CapMan also is convinced there is appetite as it pursues a plan to extend its investor base internationally and expand its investment focus to Nordic countries other than Finland. “Our feeling is that there is a lot of interest in the Nordic region from European and global investors,” says Mika Matikainen.

Aberdeen Asset Management is adamant about that demand as well. The firm probably has the largest footprint in the Nordics – with 300 staff in the region and 10 active investment funds, both regional and country-specific, as well as separate accounts – so arguably it has the most to gain. Still, Tonny Nielsen affirms that investors certainly are looking at the region.

Delving more deeply into the issue, however, it seems most institutional investors are lacking exposure to Norway and Denmark. This possibly can be explained by those two markets being “less transparent,” Nielsen says.

Speaking of investors from the region, there are some clear cultural differences between them, Nielsen notes. For example, Swedish institutional investors have tended to be direct domestic investors, while Norwegian investors seem limited to using zero leverage, causing them to lag behind their counterparts from other countries.

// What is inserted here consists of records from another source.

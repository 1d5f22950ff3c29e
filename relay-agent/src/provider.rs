//! Provider trait for LLM backends.
//!
//! Defines the request/response types and the interface the relay uses to
//! reach a chat-completion endpoint.

use async_trait::async_trait;
use serde::{Deserialize, Serialize};

// ============================================================================
// Messages
// ============================================================================

/// Message role in a conversation.
#[derive(Debug, Clone, Copy, PartialEq, Eq, Hash, Serialize, Deserialize)]
#[serde(rename_all = "lowercase")]
pub enum Role {
    /// Leading instruction, never stored in a user's history
    System,
    User,
    Assistant,
}

impl Role {
    pub const fn as_str(self) -> &'static str {
        match self {
            Self::System => "system",
            Self::User => "user",
            Self::Assistant => "assistant",
        }
    }
}

impl std::fmt::Display for Role {
    fn fmt(&self, f: &mut std::fmt::Formatter<'_>) -> std::fmt::Result {
        f.write_str(self.as_str())
    }
}

/// A single message in a chat request.
#[derive(Debug, Clone, PartialEq, Eq, Serialize, Deserialize)]
pub struct ChatMessage {
    pub role: Role,
    pub content: String,
}

impl ChatMessage {
    pub fn new(role: Role, content: impl Into<String>) -> Self {
        Self {
            role,
            content: content.into(),
        }
    }

    pub fn system(content: impl Into<String>) -> Self {
        Self::new(Role::System, content)
    }

    pub fn user(content: impl Into<String>) -> Self {
        Self::new(Role::User, content)
    }

    pub fn assistant(content: impl Into<String>) -> Self {
        Self::new(Role::Assistant, content)
    }
}

// ============================================================================
// Request/Response Types
// ============================================================================

/// Chat completion request.
#[derive(Debug, Clone, Serialize, Deserialize)]
pub struct ChatRequest {
    /// Model to use
    pub model: String,
    /// Messages in order, system instruction first
    pub messages: Vec<ChatMessage>,
    /// Sampling temperature
    pub temperature: f64,
    /// Maximum tokens to generate
    pub max_tokens: u32,
    /// Ask the chat template not to emit a reasoning section
    #[serde(default)]
    pub disable_thinking: bool,
}

/// Chat completion response.
#[derive(Debug, Clone, Serialize, Deserialize)]
pub struct ChatResponse {
    /// Provider name
    pub provider: String,
    /// Model used
    pub model: String,
    /// Response content, whitespace-trimmed and never empty
    pub content: String,
    /// Token usage
    pub usage: TokenUsage,
    /// Finish reason
    pub finish_reason: Option<String>,
    /// Response latency in milliseconds
    pub latency_ms: u64,
}

/// Token usage information.
#[derive(Debug, Clone, Default, Serialize, Deserialize)]
pub struct TokenUsage {
    pub input_tokens: i64,
    pub output_tokens: i64,
    pub total_tokens: i64,
}

// ============================================================================
// Errors
// ============================================================================

/// What went wrong with a provider call.
#[derive(Debug, Clone, Copy, PartialEq, Eq)]
pub enum ProviderErrorKind {
    /// Connection refused, DNS failure, TLS error, ...
    Transport,
    /// The request did not complete within the client timeout
    Timeout,
    /// Non-2xx HTTP status
    Status,
    /// Body was not a valid completion payload
    MalformedResponse,
    /// Completion had no content
    EmptyContent,
}

/// Error from a provider.
#[derive(Debug, Clone)]
pub struct ProviderError {
    pub provider: String,
    pub model: String,
    pub kind: ProviderErrorKind,
    pub message: String,
    pub status_code: Option<u16>,
}

impl ProviderError {
    pub fn new(
        provider: impl Into<String>,
        model: impl Into<String>,
        kind: ProviderErrorKind,
        message: impl Into<String>,
    ) -> Self {
        Self {
            provider: provider.into(),
            model: model.into(),
            kind,
            message: message.into(),
            status_code: None,
        }
    }

    pub fn with_status(mut self, status: u16) -> Self {
        self.status_code = Some(status);
        self
    }

    /// Whether a later attempt could plausibly succeed.
    ///
    /// Only reported in logs; the relay never retries on its own.
    pub fn is_retryable(&self) -> bool {
        match self.kind {
            ProviderErrorKind::Transport | ProviderErrorKind::Timeout => true,
            ProviderErrorKind::Status => {
                matches!(self.status_code, Some(429) | Some(500..=599))
            }
            ProviderErrorKind::MalformedResponse | ProviderErrorKind::EmptyContent => false,
        }
    }
}

impl std::fmt::Display for ProviderError {
    fn fmt(&self, f: &mut std::fmt::Formatter<'_>) -> std::fmt::Result {
        write!(f, "[{}:{}] {}", self.provider, self.model, self.message)
    }
}

impl std::error::Error for ProviderError {}

// ============================================================================
// Provider Trait
// ============================================================================

/// LLM provider trait.
///
/// Implementations handle authentication, request formatting and response
/// parsing for a specific API.
#[async_trait]
pub trait Provider: Send + Sync {
    /// Provider name (e.g., "vllm").
    fn name(&self) -> &str;

    /// Send a chat completion request.
    async fn chat(&self, request: ChatRequest) -> Result<ChatResponse, ProviderError>;

    /// Check the endpoint before serving (reachability, model availability).
    async fn warmup(&self, _model: &str) -> Result<(), ProviderError> {
        Ok(())
    }
}

#[cfg(test)]
mod tests {
    use super::*;

    struct MockProvider;

    #[async_trait]
    impl Provider for MockProvider {
        fn name(&self) -> &str {
            "mock"
        }

        async fn chat(&self, request: ChatRequest) -> Result<ChatResponse, ProviderError> {
            let last = request.messages.last().map(|m| m.content.clone());
            Ok(ChatResponse {
                provider: "mock".into(),
                model: request.model,
                content: format!("Echo: {}", last.unwrap_or_default()),
                usage: TokenUsage::default(),
                finish_reason: Some("stop".into()),
                latency_ms: 0,
            })
        }
    }

    #[tokio::test]
    async fn mock_provider_works() {
        let provider = MockProvider;
        assert_eq!(provider.name(), "mock");

        let response = provider
            .chat(ChatRequest {
                model: "test".into(),
                messages: vec![ChatMessage::system("be brief"), ChatMessage::user("Hello")],
                temperature: 0.7,
                max_tokens: 16,
                disable_thinking: true,
            })
            .await
            .unwrap();
        assert_eq!(response.content, "Echo: Hello");
    }

    #[tokio::test]
    async fn warmup_default_succeeds() {
        assert!(MockProvider.warmup("any-model").await.is_ok());
    }

    #[test]
    fn role_serializes_lowercase() {
        let json = serde_json::to_string(&ChatMessage::assistant("hi")).unwrap();
        assert_eq!(json, r#"{"role":"assistant","content":"hi"}"#);
        assert_eq!(Role::User.to_string(), "user");
    }

    #[test]
    fn error_display_and_retryability() {
        let err = ProviderError::new("vllm", "qwen", ProviderErrorKind::Status, "API error (503)")
            .with_status(503);
        assert_eq!(err.to_string(), "[vllm:qwen] API error (503)");
        assert!(err.is_retryable());

        let err = ProviderError::new("vllm", "qwen", ProviderErrorKind::Status, "API error (404)")
            .with_status(404);
        assert!(!err.is_retryable());

        let err = ProviderError::new("vllm", "qwen", ProviderErrorKind::EmptyContent, "empty");
        assert!(!err.is_retryable());
        assert!(ProviderError::new("vllm", "qwen", ProviderErrorKind::Timeout, "t").is_retryable());
    }
}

In contrast, Finnish and Danish investors are perhaps the most globally sighted. “Several years ago, they realized they needed to diversify in the same way they did with bonds and equities,” says Nielsen.

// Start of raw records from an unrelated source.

//! Relay Channels - Telegram front end for the vLLM relay.
//!
//! This crate provides:
//! - The `Channel` trait and the Telegram Bot API adapter
//! - Per-user conversation history
//! - Reply splitting for the platform message limit
//! - The bridge that runs one model exchange per inbound message
//!
//! ## Architecture
//!
//! ```text
//! User → getUpdates → TelegramChannel → mpsc → InferenceBridge → vLLM
//!                                                   ↓
//! User ←── sendMessage ←── split_message ←──── reply + history
//! ```

#![warn(clippy::all)]
#![allow(clippy::pedantic)]

pub mod bridge;
pub mod history;
pub mod message;
pub mod split;
pub mod telegram;
pub mod traits;

// Re-export commonly used types
pub use bridge::{BridgeSettings, ExchangeOutcome, InferenceBridge};
pub use history::HistoryStore;
pub use message::{ChannelMessage, ChannelType, MessageContent};
pub use split::split_message;
pub use telegram::TelegramChannel;
pub use traits::{Channel, ChannelError, ChannelResult};

use relay_agent::{CompatibleProvider, Provider};
use relay_common::config::Config;
use std::sync::Arc;
use tokio::sync::mpsc;

/// Inbound messages buffered between the poller and the dispatcher.
///
/// The poller never waits on the dispatcher. When the queue is full the
/// message is dropped, and the Telegram offset has already moved past it,
/// so it is not redelivered.
const INBOUND_QUEUE_SIZE: usize = 100;

/// Hand an inbound message to the dispatcher without blocking the poller.
///
/// Returns `false` if the message was dropped.
fn enqueue(tx: &mpsc::Sender<ChannelMessage>, msg: ChannelMessage) -> bool {
    match tx.try_send(msg) {
        Ok(()) => true,
        Err(e) => {
            let reason = match &e {
                mpsc::error::TrySendError::Full(_) => "queue full",
                mpsc::error::TrySendError::Closed(_) => "dispatcher stopped",
            };
            let msg = e.into_inner();
            tracing::error!(
                trace_id = %msg.trace_id,
                user_id = %msg.user_id,
                chat_id = %msg.channel_id,
                reason,
                "Dropping inbound message"
            );
            false
        }
    }
}

/// Run the relay until Ctrl-C. The config must already be validated.
pub async fn run(config: &Config) -> anyhow::Result<()> {
    let provider = Arc::new(CompatibleProvider::from_config(&config.inference));
    tracing::info!(
        endpoint = %provider.base_url(),
        model = %config.inference.model,
        "Using inference endpoint"
    );

    // The endpoint may still be loading the model; keep going either way.
    if let Err(e) = provider.warmup(&config.inference.model).await {
        tracing::warn!(error = %e, "Inference endpoint warmup failed");
    }

    let bot_token = config
        .telegram_bot_token()
        .ok_or_else(|| anyhow::anyhow!("TELEGRAM_BOT_TOKEN is not set"))?;
    let mut telegram = TelegramChannel::new(
        bot_token.to_string(),
        config.telegram.allowed_users.clone(),
    )
    .with_poll_timeout(config.telegram.poll_timeout_secs);
    telegram.init().await?;
    let telegram = Arc::new(telegram);

    let bridge = Arc::new(InferenceBridge::from_config(
        provider,
        telegram.clone(),
        config,
    ));

    let (tx, rx) = mpsc::channel(INBOUND_QUEUE_SIZE);
    let processor_handle = InferenceBridge::spawn_processor(bridge, rx);

    let listener = telegram.clone();
    let listen_handle = tokio::spawn(async move {
        let result = listener
            .listen(move |msg| {
                enqueue(&tx, msg);
            })
            .await;
        if let Err(e) = result {
            tracing::error!(error = %e, "Telegram listener stopped");
        }
    });

    tracing::info!("Relay running, press Ctrl-C to stop");
    tokio::signal::ctrl_c().await?;

    tracing::info!("Shutdown signal received");
    telegram.shutdown().await?;
    listen_handle.abort();
    processor_handle.abort();

    Ok(())
}

#[cfg(test)]
mod tests {
    use super::*;

    fn inbound(user: &str) -> ChannelMessage {
        ChannelMessage {
            id: "1".into(),
            channel_type: ChannelType::Telegram,
            channel_id: "42".into(),
            user_id: user.into(),
            username: None,
            content: MessageContent::from_text("hi"),
            timestamp: 0,
            trace_id: "trace".into(),
            span_id: "span".into(),
        }
    }

    #[test]
    fn test_enqueue_drops_when_full() {
        let (tx, mut rx) = mpsc::channel(1);
        assert!(enqueue(&tx, inbound("alice")));
        assert!(!enqueue(&tx, inbound("bob")));

        assert_eq!(rx.try_recv().map(|m| m.user_id).ok().as_deref(), Some("alice"));
        assert!(rx.try_recv().is_err());
    }

    #[test]
    fn test_enqueue_after_dispatcher_stopped() {
        let (tx, rx) = mpsc::channel(INBOUND_QUEUE_SIZE);
        drop(rx);
        assert!(!enqueue(&tx, inbound("alice")));
    }
}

According to Matikainen, Finnish institutional investors that invested indirectly in 2005 and 2006 did so because they could get leverage to boost returns. However, when they got hurt in 2008 and 2009, appetite for indirect investments in their own country collapsed, despite losses stemming largely from their international opportunistic investments.

ING REIM’s Helfrich agrees with the thesis that the Finns and the Danes have become very diversified in both listed and unlisted real estate across the globe, albeit indirectly. Swedish institutional investors, however, have tended to like the direct route and to focus on the domestic market, which is why a recent move by The First and Second Swedish National Pension Funds (AP1 and AP2) to invest €500 million in European real estate and broaden their European portfolios is so surprising.

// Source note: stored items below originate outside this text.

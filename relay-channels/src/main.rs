//! vLLM Relay - Main entry point.

use anyhow::Result;
use relay_channels::run;
use relay_common::config::{config_path, Config};
use relay_common::logging::{init_logging, init_logging_with_exclusions};

#[tokio::main]
async fn main() -> Result<()> {
    // A missing .env is fine; real environment variables still apply.
    let dotenv_path = dotenvy::dotenv().ok();

    let config = match Config::load_checked() {
        Ok(config) => config,
        Err(e) => {
            // The configured log settings are unusable, fall back to defaults.
            init_logging("info", "pretty");
            tracing::error!("{e}");
            std::process::exit(e.exit_code());
        }
    };

    // Initialize logging
    init_logging_with_exclusions(
        &config.observability.log_level,
        &config.observability.log_format,
        &config.observability.excluded_targets,
    );

    tracing::info!("vLLM Relay v{}", env!("CARGO_PKG_VERSION"));
    let path = config_path();
    if path.exists() {
        tracing::info!(path = %path.display(), "Loaded config file");
    } else {
        tracing::info!("Config file not found, using defaults");
    }
    if let Some(path) = dotenv_path {
        tracing::debug!(path = %path.display(), "Loaded environment file");
    }

    run(&config).await
}
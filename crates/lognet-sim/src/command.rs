//! Text commands accepted by the CLI.

use lognet_core::{Color, NodeId};

use crate::error::{Result, SimError};

/// Parse an `ID=COLOR` assignment, e.g. `A=red`.
pub fn parse_assignment(s: &str) -> Result<(NodeId, Color)> {
    let (id, color) = s
        .split_once('=')
        .ok_or_else(|| SimError::InvalidCommand(format!("expected ID=COLOR, got {s:?}")))?;
    let id = id.trim();
    if id.is_empty() {
        return Err(SimError::InvalidCommand(format!("missing node id in {s:?}")));
    }
    Ok((NodeId::from(id), color.parse()?))
}

/// One line of interactive input.
#[derive(Debug, Clone, PartialEq, Eq)]
pub enum ReplCommand {
    Set(NodeId, Color),
    Show,
    Conflicts,
    History,
    Verify,
    Reset,
    Help,
    Quit,
}

impl ReplCommand {
    /// Parse a line. Blank lines yield `None`.
    pub fn parse(line: &str) -> Result<Option<Self>> {
        let mut words = line.split_whitespace();
        let Some(verb) = words.next() else {
            return Ok(None);
        };

        let command = match verb.to_lowercase().as_str() {
            "set" => {
                let (Some(id), Some(color), None) = (words.next(), words.next(), words.next())
                else {
                    return Err(SimError::InvalidCommand(
                        "usage: set <node> <color>".to_string(),
                    ));
                };
                ReplCommand::Set(NodeId::from(id), color.parse()?)
            }
            "show" => ReplCommand::Show,
            "conflicts" => ReplCommand::Conflicts,
            "history" => ReplCommand::History,
            "verify" => ReplCommand::Verify,
            "reset" => ReplCommand::Reset,
            "help" | "?" => ReplCommand::Help,
            "quit" | "exit" => ReplCommand::Quit,
            other if other.contains('=') => {
                let (id, color) = parse_assignment(line.trim())?;
                ReplCommand::Set(id, color)
            }
            other => {
                return Err(SimError::InvalidCommand(format!(
                    "unknown command {other:?} (try help)"
                )))
            }
        };
        Ok(Some(command))
    }
}

pub const HELP: &str = "\
commands:
  set <node> <color>   recolor a node (also: <node>=<color>)
  show                 print the graph
  conflicts            print current conflicts
  history              print the change history
  verify               seal the history and check its hash
  reset                restore the seed and clear history
  quit                 leave";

Helfrich did not question the rationale for foreign diversification, rather his point was that it seemed to be a return to the 1980s. “Swedish institutions started investing abroad without local knowledge and operations and look what happened then,” he says. “There were huge losses at beginning of the 1990s. I do think going abroad is the right decision, but not if this is about buying an office in Berlin and one in Paris and paying too much.”

To be fair, AP1 and AP2 are using the “resources, competence and expertise of (advisor) Catella”, so they are not going completely naked. They also have Rickard Backland, former chief executive of Aberdeen Property Investors, as chairman of the new company.
 
Niam’s Johan Bergman notes that there also seems to be a need to go abroad. In 2008, AP Real Estate, owned by the First, Second, Third and Fourth National Pension Fund, bought a giant portfolio from the Swedish government property company, Vasakronan. That deal gave the pension funds SEK 80 billion (€8.4 billion) of Swedish real estate, mainly in Stockholm, Gothenburg, Malmo and Uppsala. “If they want more property, they have to go elsewhere,” he adds.